(DATA TO EXAMINE Opens)
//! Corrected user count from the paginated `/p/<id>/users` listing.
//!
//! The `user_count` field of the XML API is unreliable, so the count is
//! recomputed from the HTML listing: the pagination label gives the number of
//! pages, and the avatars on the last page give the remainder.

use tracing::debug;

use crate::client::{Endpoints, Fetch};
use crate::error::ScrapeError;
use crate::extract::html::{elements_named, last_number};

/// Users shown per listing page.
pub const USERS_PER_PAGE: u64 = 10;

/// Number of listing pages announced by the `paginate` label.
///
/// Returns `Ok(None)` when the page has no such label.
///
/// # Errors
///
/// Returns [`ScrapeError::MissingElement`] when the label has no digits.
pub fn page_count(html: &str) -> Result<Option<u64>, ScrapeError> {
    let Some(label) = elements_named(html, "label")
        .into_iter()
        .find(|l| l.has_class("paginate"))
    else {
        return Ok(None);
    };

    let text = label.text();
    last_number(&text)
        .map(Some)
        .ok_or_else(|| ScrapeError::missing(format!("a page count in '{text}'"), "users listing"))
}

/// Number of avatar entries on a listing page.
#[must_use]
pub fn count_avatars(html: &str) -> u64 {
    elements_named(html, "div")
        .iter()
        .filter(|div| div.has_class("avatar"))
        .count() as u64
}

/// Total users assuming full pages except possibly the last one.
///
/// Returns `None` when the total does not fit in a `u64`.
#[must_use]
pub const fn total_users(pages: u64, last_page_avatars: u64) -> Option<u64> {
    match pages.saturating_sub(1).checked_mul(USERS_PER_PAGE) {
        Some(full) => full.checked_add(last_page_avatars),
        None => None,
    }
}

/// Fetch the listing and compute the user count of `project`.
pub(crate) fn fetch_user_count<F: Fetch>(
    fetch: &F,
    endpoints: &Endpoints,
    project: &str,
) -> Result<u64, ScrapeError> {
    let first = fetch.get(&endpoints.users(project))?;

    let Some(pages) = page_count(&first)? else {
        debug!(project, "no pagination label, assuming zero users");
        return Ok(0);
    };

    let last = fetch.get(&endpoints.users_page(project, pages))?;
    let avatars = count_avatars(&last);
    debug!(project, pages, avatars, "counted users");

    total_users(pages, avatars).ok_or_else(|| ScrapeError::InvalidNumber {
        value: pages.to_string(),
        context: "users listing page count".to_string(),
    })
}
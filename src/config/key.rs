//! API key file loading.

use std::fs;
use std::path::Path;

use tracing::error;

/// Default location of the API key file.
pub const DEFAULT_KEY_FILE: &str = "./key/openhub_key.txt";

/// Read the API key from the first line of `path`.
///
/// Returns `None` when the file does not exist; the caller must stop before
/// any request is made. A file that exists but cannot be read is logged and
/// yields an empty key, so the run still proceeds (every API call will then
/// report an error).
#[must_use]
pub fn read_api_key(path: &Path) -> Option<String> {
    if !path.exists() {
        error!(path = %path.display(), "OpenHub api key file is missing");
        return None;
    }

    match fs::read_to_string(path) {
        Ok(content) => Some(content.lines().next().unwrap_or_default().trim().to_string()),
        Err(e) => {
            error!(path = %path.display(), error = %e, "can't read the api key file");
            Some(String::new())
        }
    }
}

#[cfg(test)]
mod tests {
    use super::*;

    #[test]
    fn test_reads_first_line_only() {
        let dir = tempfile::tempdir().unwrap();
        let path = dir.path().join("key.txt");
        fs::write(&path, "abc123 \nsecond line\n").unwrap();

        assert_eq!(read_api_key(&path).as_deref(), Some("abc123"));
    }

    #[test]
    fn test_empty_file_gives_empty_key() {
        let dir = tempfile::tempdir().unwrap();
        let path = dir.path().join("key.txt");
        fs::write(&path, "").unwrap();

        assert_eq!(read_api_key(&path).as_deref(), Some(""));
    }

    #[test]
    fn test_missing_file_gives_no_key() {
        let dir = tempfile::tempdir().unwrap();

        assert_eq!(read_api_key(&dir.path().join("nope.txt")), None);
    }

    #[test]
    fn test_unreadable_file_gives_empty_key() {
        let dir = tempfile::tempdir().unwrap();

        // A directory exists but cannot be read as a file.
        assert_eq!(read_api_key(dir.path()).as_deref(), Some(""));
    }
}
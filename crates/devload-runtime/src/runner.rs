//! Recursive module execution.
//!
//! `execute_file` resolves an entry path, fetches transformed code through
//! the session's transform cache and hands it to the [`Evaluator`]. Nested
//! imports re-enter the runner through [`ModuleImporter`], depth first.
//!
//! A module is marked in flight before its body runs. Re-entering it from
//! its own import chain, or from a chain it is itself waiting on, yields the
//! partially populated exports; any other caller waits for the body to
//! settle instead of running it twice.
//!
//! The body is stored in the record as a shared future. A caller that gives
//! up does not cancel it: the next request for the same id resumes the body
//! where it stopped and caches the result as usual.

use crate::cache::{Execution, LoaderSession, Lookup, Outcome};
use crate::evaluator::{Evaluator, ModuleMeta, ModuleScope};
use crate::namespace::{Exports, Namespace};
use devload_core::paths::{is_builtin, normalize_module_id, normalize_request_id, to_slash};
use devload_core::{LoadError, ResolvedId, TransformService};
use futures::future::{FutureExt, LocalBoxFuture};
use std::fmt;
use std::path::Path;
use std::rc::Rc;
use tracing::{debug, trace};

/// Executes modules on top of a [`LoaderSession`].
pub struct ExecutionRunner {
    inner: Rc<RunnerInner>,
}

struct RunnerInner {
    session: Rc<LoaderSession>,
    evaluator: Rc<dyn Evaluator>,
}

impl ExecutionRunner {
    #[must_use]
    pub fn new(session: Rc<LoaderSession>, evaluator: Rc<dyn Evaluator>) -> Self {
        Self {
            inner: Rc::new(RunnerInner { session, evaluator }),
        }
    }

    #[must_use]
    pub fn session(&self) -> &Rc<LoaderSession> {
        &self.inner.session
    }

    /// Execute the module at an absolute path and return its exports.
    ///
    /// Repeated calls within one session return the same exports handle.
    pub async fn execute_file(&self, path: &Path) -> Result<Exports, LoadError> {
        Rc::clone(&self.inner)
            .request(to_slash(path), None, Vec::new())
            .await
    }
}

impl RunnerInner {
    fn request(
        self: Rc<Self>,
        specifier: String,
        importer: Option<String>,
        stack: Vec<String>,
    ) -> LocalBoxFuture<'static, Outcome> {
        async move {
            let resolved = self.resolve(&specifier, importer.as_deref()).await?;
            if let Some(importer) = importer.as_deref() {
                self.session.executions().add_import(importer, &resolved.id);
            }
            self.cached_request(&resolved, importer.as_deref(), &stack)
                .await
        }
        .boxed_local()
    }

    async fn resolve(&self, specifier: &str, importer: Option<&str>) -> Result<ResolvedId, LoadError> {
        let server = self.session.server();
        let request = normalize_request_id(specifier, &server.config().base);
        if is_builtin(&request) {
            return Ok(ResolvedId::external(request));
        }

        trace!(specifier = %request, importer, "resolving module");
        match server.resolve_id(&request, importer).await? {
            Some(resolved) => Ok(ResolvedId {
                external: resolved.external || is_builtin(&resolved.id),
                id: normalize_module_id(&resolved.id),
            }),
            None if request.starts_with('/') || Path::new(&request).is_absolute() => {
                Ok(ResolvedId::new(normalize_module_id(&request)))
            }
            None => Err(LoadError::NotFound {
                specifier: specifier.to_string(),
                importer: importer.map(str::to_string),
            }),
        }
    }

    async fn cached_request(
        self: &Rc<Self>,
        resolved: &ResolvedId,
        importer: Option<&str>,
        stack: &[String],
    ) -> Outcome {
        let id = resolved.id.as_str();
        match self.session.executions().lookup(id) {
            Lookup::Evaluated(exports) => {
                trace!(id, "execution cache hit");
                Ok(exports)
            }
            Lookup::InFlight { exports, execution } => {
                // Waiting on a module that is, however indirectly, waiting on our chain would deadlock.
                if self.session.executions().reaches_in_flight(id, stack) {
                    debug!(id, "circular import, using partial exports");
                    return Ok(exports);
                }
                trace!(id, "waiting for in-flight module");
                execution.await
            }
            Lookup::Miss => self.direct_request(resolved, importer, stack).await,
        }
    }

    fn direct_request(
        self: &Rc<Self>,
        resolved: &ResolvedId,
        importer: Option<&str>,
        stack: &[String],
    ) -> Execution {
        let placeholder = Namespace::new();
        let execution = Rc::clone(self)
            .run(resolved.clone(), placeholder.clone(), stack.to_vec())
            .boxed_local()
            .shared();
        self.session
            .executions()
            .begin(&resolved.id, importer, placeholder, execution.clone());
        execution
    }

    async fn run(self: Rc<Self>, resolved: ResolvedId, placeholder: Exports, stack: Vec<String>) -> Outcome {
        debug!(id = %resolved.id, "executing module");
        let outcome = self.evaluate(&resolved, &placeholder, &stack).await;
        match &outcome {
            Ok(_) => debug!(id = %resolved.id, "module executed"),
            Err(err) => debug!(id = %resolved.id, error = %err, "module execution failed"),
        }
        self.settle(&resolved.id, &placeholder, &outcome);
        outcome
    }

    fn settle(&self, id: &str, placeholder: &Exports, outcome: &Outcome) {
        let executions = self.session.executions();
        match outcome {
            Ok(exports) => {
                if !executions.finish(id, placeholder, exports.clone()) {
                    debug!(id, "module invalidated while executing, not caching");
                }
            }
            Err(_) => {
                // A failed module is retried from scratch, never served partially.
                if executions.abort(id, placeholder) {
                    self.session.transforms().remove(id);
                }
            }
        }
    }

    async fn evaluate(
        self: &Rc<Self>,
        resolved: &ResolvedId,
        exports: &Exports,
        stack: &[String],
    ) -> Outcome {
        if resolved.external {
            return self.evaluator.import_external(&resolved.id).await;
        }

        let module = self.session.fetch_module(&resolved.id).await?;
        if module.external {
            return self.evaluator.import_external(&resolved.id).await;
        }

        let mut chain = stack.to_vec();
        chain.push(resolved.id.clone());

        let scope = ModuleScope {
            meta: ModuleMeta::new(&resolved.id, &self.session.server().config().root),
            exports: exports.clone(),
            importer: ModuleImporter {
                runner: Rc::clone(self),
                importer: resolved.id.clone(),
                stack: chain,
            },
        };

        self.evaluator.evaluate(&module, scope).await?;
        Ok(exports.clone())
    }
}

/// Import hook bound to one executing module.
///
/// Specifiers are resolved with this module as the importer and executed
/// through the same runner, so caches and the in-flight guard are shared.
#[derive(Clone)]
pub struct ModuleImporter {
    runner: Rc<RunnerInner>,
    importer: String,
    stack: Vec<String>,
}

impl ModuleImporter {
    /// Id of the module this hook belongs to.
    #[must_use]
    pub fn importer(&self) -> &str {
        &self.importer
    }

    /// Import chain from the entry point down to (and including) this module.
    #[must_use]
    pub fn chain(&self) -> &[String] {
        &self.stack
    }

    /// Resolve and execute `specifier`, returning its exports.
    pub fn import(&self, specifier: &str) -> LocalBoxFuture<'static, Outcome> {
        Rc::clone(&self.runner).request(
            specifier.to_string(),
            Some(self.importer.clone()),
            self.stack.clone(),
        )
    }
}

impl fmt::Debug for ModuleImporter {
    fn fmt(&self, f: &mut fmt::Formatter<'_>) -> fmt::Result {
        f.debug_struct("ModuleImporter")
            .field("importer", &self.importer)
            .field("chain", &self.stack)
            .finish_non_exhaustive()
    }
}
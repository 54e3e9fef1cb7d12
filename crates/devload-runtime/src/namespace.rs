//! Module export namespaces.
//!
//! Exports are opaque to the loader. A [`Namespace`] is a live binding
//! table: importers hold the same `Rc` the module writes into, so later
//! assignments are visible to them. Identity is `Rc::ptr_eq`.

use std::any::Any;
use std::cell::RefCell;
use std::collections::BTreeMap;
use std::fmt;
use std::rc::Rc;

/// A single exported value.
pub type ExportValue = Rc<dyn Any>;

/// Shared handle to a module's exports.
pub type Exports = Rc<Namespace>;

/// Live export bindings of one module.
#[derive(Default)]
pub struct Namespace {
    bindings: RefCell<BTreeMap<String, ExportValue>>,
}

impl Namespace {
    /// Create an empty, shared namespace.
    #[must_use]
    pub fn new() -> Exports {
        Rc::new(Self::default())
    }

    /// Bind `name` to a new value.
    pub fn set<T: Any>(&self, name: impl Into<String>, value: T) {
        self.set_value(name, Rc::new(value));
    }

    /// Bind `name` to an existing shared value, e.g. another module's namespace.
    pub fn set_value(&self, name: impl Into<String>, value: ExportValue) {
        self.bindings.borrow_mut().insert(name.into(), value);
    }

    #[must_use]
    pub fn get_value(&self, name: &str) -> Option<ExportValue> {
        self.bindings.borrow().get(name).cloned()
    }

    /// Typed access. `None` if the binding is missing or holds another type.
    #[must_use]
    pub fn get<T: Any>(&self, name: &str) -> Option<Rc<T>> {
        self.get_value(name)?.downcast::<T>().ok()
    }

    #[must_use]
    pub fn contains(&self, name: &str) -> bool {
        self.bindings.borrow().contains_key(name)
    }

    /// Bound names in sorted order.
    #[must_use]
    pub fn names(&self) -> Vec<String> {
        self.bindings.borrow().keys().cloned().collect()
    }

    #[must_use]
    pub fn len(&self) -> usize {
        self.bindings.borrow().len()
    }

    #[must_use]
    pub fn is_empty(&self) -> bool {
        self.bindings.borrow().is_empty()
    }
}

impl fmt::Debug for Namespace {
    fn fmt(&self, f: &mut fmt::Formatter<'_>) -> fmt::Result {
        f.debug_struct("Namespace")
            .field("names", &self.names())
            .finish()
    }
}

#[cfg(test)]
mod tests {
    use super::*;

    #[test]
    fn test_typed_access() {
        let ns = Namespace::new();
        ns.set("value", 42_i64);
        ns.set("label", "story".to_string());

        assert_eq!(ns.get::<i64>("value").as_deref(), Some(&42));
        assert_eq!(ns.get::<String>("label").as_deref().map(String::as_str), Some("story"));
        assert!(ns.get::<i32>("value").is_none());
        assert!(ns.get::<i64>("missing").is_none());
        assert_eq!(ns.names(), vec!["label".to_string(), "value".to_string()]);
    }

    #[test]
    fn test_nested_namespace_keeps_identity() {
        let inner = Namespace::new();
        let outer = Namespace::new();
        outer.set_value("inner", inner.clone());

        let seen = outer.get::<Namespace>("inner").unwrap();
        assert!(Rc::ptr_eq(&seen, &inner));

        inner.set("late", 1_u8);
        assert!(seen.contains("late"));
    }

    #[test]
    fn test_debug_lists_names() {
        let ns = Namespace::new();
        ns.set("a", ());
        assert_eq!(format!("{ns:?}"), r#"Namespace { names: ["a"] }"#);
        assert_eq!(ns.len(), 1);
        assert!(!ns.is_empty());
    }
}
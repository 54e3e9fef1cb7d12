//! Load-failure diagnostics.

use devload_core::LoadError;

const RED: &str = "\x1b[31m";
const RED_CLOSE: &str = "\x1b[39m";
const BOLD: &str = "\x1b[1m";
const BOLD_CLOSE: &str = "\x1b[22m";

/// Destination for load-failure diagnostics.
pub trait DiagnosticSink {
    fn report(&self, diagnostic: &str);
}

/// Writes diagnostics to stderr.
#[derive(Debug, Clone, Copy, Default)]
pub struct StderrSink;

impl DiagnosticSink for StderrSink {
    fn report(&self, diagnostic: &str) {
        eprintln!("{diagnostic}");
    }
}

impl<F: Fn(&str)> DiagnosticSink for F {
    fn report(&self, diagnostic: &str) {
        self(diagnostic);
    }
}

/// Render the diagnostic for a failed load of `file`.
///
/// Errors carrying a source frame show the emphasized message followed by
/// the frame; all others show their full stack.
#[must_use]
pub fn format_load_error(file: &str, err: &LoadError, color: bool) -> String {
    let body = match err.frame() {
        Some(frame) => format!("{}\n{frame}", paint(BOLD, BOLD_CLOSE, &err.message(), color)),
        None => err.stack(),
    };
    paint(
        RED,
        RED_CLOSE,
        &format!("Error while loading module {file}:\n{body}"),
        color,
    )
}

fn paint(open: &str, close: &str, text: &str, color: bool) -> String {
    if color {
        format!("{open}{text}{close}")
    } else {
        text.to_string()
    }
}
(DATA TO EXAMINE Closes)
GOAL OF THE EXERCISE: Which lines run from the one holding "execution.await" through the one holding "placeholder: &Exports, outcome: &Outcome)" in the records above? Repeat them exactly, both included, and nothing more.

PROBLEM SOLUTION:
                execution.await
            }
            Lookup::Miss => self.direct_request(resolved, importer, stack).await,
        }
    }

    fn direct_request(
        self: &Rc<Self>,
        resolved: &ResolvedId,
        importer: Option<&str>,
        stack: &[String],
    ) -> Execution {
        let placeholder = Namespace::new();
        let execution = Rc::clone(self)
            .run(resolved.clone(), placeholder.clone(), stack.to_vec())
            .boxed_local()
            .shared();
        self.session
            .executions()
            .begin(&resolved.id, importer, placeholder, execution.clone());
        execution
    }

    async fn run(self: Rc<Self>, resolved: ResolvedId, placeholder: Exports, stack: Vec<String>) -> Outcome {
        debug!(id = %resolved.id, "executing module");
        let outcome = self.evaluate(&resolved, &placeholder, &stack).await;
        match &outcome {
            Ok(_) => debug!(id = %resolved.id, "module executed"),
            Err(err) => debug!(id = %resolved.id, error = %err, "module execution failed"),
        }
        self.settle(&resolved.id, &placeholder, &outcome);
        outcome
    }

    fn settle(&self, id: &str, placeholder: &Exports, outcome: &Outcome) {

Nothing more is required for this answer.